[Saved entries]
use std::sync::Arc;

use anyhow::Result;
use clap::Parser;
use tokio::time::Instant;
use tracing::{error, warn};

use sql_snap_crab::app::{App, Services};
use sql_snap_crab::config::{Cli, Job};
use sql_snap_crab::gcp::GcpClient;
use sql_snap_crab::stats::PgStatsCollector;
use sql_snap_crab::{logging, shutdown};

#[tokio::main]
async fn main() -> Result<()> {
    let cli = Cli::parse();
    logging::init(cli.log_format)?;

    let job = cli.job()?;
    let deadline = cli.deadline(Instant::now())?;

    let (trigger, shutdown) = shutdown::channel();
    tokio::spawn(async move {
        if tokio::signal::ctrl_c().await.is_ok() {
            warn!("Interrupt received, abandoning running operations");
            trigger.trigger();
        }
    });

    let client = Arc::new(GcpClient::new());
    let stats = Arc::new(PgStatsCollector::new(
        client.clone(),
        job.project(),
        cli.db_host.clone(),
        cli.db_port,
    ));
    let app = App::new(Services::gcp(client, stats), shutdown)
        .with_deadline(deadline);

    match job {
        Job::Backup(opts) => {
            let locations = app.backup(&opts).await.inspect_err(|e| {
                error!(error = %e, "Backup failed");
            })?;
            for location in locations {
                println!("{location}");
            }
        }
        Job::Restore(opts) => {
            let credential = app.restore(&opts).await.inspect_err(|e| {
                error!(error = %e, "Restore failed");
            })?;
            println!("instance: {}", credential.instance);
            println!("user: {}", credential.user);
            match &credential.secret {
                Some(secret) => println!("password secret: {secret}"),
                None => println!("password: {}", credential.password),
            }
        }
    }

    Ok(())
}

**Task to carry out:** Each line of the data has to be written out exactly as it appears.

**Finished exercise:**
use std::sync::Arc;

use anyhow::Result;
use clap::Parser;
use tokio::time::Instant;
use tracing::{error, warn};

use sql_snap_crab::app::{App, Services};
use sql_snap_crab::config::{Cli, Job};
use sql_snap_crab::gcp::GcpClient;
use sql_snap_crab::stats::PgStatsCollector;
use sql_snap_crab::{logging, shutdown};

#[tokio::main]
async fn main() -> Result<()> {
    let cli = Cli::parse();
    logging::init(cli.log_format)?;

    let job = cli.job()?;
    let deadline = cli.deadline(Instant::now())?;

    let (trigger, shutdown) = shutdown::channel();
    tokio::spawn(async move {
        if tokio::signal::ctrl_c().await.is_ok() {
            warn!("Interrupt received, abandoning running operations");
            trigger.trigger();
        }
    });

    let client = Arc::new(GcpClient::new());
    let stats = Arc::new(PgStatsCollector::new(
        client.clone(),
        job.project(),
        cli.db_host.clone(),
        cli.db_port,
    ));
    let app = App::new(Services::gcp(client, stats), shutdown)
        .with_deadline(deadline);

    match job {
        Job::Backup(opts) => {
            let locations = app.backup(&opts).await.inspect_err(|e| {
                error!(error = %e, "Backup failed");
            })?;
            for location in locations {
                println!("{location}");
            }
        }
        Job::Restore(opts) => {
            let credential = app.restore(&opts).await.inspect_err(|e| {
                error!(error = %e, "Restore failed");
            })?;
            println!("instance: {}", credential.instance);
            println!("user: {}", credential.user);
            match &credential.secret {
                Some(secret) => println!("password secret: {secret}"),
                None => println!("password: {}", credential.password),
            }
        }
    }

    Ok(())
}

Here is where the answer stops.